As if Billy Corgan is not busy enough, helping run NWA wrestling, planning a Smashing Pumpkins’ summer tour of Europe, and taking care of his growing family, he has made time for an intriguing new podcast/vlog series called The Magnificent Others, where he interviews people that he admires in the music industry, and gives a platform for who he sees as the biggest movers and shakers of the last fifty or so years.
It’s an opportunity for him to highlight people whom he particularly admires as artistic pioneers and outliers (thus the name of the series) and sees as missing in the grand cultural conversation, to some degree or another. The series has included greats like Gene Simmons from Kiss and Tom Morello from Rage Against The Machine. One of his most recent ones was with Sharon Osbourne, wife and manager to Ozzy Osbourne, who has been helping Ozzy out since the Black Sabbath days.
She’s a character, bold but sweet, a no BS type of person, who yet cares a lot for her husband, her family, and the fans who have followed Ozzy Osbourne for years. The world was most notably introduced to her in the TV series The Osbournes, which ran for three seasons.
What does Sharon Osbourne think of Billy Corgan's new podcast?
This was a venture, she shares in the interview with Smashing Pumpkins vocalist Billy Corgan. It was not so much a move to gain attention to Ozzy’s music, but which, though she has some regrets about it considering some of her children’s hesitations, took on a sort of life of its own.
Billy Corgan is a good interviewer and obviously has a long-lasting relationship with Sharon, and he starts out the interview by setting it in post-war UK, where Sharon would play as a child on old bombed-out lots in her neighborhood. Corgan asks her about her father, who was a big music manager who managed such pioneering acts as Gene Vincent, who David Bowie said his character Ziggy Stardust was created after.
Sharon’s trajectory takes her from not only being Ozzy’s manager, during and after Black Sabbath, but as his wife and the mother of his children. Sharon reveals that Ozzy had doubts once he was fired from Black Sabbath, that he didn’t feel like he was anything without the band, but Sharon had enough faith in him for the both of them.

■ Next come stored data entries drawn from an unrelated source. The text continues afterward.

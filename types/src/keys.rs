//! Cryptographic key types for wallet identity and signing.

use crate::error::{decode_fixed, TypesError};
use serde::{Deserialize, Deserializer, Serialize, Serializer};
use std::fmt;
use std::str::FromStr;
use zeroize::{Zeroize, ZeroizeOnDrop};

/// A 32-byte Ed25519 public key.
#[derive(Clone, Copy, PartialEq, Eq, Hash)]
pub struct PublicKey(pub [u8; 32]);

/// A 32-byte Ed25519 private key (secret seed).
///
/// This type intentionally does not implement `Debug`, `Serialize`, or `Clone`
/// to prevent accidental exposure. Key bytes are zeroized on drop.
#[derive(Zeroize, ZeroizeOnDrop)]
pub struct PrivateKey(pub [u8; 32]);

/// A 64-byte Ed25519 signature.
#[derive(Clone, Copy, PartialEq, Eq)]
pub struct Signature(pub [u8; 64]);

/// An Ed25519 key pair (public + private).
///
/// Use `votechain_crypto::generate_keypair()` or `votechain_crypto::keypair_from_seed()`
/// to construct key pairs.
pub struct KeyPair {
    pub public: PublicKey,
    pub private: PrivateKey,
}

impl PublicKey {
    pub fn as_bytes(&self) -> &[u8; 32] {
        &self.0
    }
}

impl Signature {
    pub fn as_bytes(&self) -> &[u8; 64] {
        &self.0
    }
}

impl fmt::Debug for PublicKey {
    fn fmt(&self, f: &mut fmt::Formatter<'_>) -> fmt::Result {
        write!(f, "PublicKey({})", hex::encode(&self.0[..4]))
    }
}

impl fmt::Display for PublicKey {
    fn fmt(&self, f: &mut fmt::Formatter<'_>) -> fmt::Result {
        write!(f, "{}", hex::encode(self.0))
    }
}

impl fmt::Debug for Signature {
    fn fmt(&self, f: &mut fmt::Formatter<'_>) -> fmt::Result {
        write!(f, "Signature({})", hex::encode(&self.0[..4]))
    }
}

impl FromStr for PublicKey {
    type Err = TypesError;

    fn from_str(s: &str) -> Result<Self, Self::Err> {
        decode_fixed::<32>(s).map(Self)
    }
}

impl FromStr for Signature {
    type Err = TypesError;

    fn from_str(s: &str) -> Result<Self, Self::Err> {
        decode_fixed::<64>(s).map(Self)
    }
}

impl Serialize for PublicKey {
    fn serialize<S: Serializer>(&self, serializer: S) -> Result<S::Ok, S::Error> {
        serializer.serialize_str(&hex::encode(self.0))
    }
}

impl<'de> Deserialize<'de> for PublicKey {
    fn deserialize<D: Deserializer<'de>>(deserializer: D) -> Result<Self, D::Error> {
        let s = String::deserialize(deserializer)?;
        s.parse().map_err(serde::de::Error::custom)
    }
}

impl Serialize for Signature {
    fn serialize<S: Serializer>(&self, serializer: S) -> Result<S::Ok, S::Error> {
        serializer.serialize_str(&hex::encode(self.0))
    }
}

impl<'de> Deserialize<'de> for Signature {
    fn deserialize<D: Deserializer<'de>>(deserializer: D) -> Result<Self, D::Error> {
        let s = String::deserialize(deserializer)?;
        s.parse().map_err(serde::de::Error::custom)
    }
}

#[cfg(test)]
mod tests {
    use super::*;

    #[test]
    fn signature_hex_roundtrip() {
        let sig = Signature([7u8; 64]);
        let json = serde_json::to_string(&sig).unwrap();
        let back: Signature = serde_json::from_str(&json).unwrap();
        assert_eq!(back, sig);
    }

    #[test]
    fn public_key_rejects_short_input() {
        assert!("00ff".parse::<PublicKey>().is_err());
    }
}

Conflicts with her father arose in her life around the management of Black Sabbath and Ozzy Osbourne, wounds that only healed years later when her father started getting ill in his old age, and Sharon, Ozzy, and the family took him into their American home.
There was humor and pathos throughout the interview, most notably when Sharon shares her biggest mistake as Ozzy’s manager: not saying yes to a role for Ozzy as a pirate in the hit movie series, Pirates of the Caribbean.

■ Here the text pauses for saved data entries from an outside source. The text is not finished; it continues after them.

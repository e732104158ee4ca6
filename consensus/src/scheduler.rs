//! Forging rounds, driven by the authority.
//!
//! On every tick the authority checks it has enough registered peers, reads
//! its chain height and asks one random peer to forge on top of it. Rounds
//! never overlap: a tick that fires while a round is still running is
//! skipped.

use std::sync::atomic::{AtomicBool, Ordering};
use std::sync::Arc;
use std::time::Duration;

use tokio::sync::broadcast;
use tokio::time::MissedTickBehavior;
use votechain_ledger::Ledger;

use crate::ConsensusError;

/// How the scheduler reaches peers.
pub trait RoundTransport: Send + Sync {
    /// Registered peers right now.
    fn peer_count(&self) -> usize;

    /// Send a forge request for `height` to one random peer. Fire and forget.
    fn solicit(&self, height: u64) -> Result<(), ConsensusError>;
}

#[derive(Clone, Debug, PartialEq, Eq)]
pub enum RoundOutcome {
    InsufficientPeers { peers: usize },
    Solicited { height: u64 },
    /// The previous round was still running.
    Skipped,
    Failed(String),
}

pub struct ForgerScheduler {
    ledger: Arc<Ledger>,
    transport: Arc<dyn RoundTransport>,
    min_peers: usize,
    busy: AtomicBool,
}

/// Clears the busy flag when a round ends, however it ends.
struct RoundGuard<'a>(&'a AtomicBool);

impl Drop for RoundGuard<'_> {
    fn drop(&mut self) {
        self.0.store(false, Ordering::Release);
    }
}

impl ForgerScheduler {
    pub fn new(ledger: Arc<Ledger>, transport: Arc<dyn RoundTransport>, min_peers: usize) -> Self {
        Self {
            ledger,
            transport,
            min_peers,
            busy: AtomicBool::new(false),
        }
    }

    /// Run one round now.
    pub fn run_round(&self) -> RoundOutcome {
        if self.busy.swap(true, Ordering::AcqRel) {
            tracing::debug!("previous forging round still running");
            return RoundOutcome::Skipped;
        }
        let _guard = RoundGuard(&self.busy);

        let peers = self.transport.peer_count();
        if peers < self.min_peers {
            tracing::info!(peers, required = self.min_peers, "not enough peers to forge");
            return RoundOutcome::InsufficientPeers { peers };
        }
        let height = match self.ledger.height() {
            Ok(height) => height,
            Err(e) => {
                tracing::error!(error = %e, "cannot read chain height");
                return RoundOutcome::Failed(e.to_string());
            }
        };
        match self.transport.solicit(height) {
            Ok(()) => {
                tracing::info!(height, peers, "forge request sent");
                RoundOutcome::Solicited { height }
            }
            Err(e) => {
                tracing::warn!(error = %e, "forge request not delivered");
                RoundOutcome::Failed(e.to_string())
            }
        }
    }

    /// Run a round every `period` until `shutdown` fires.
    pub async fn run(self: Arc<Self>, period: Duration, mut shutdown: broadcast::Receiver<()>) {
        let mut interval = tokio::time::interval(period);
        interval.set_missed_tick_behavior(MissedTickBehavior::Skip);
        // The first tick completes immediately.
        interval.tick().await;
        loop {
            tokio::select! {
                biased;
                _ = shutdown.recv() => {
                    tracing::debug!("forging scheduler shutting down");
                    break;
                }
                _ = interval.tick() => {
                    self.run_round();
                }
            }
        }
    }
}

The saying goes, if you want to get something done well, find somebody who’s already really busy. And Billy Corgan is forging his way forward while subtly promoting his own music and brand by spearheading an interesting interview series that is getting tens of thousands of views. It was about an hour and a half long interview, but it was super intriguing throughout.
Sharon and Billy’s personalities and the way that they carried themselves through the interview were plenty compelling, and it whets the whistle for some other great interviews to come.
Billy Corgan is certainly one of the “Magnificent Others” of our day, and he champions America’s spirit of freedom and industry, at one point, making fun of K-Pop and the way that they treat music and artists as a sort of factory "production line", instead of nurturing real artists, like he wants to highlight on his show.
He and Sharon have some harsh and prescient words about the music industry as it’s run right now, too. For any music lover and admirer of Billy Corgan and friends’ work, it is a treat of a podcast. It’s readily available on YouTube and other places if you want to check it out.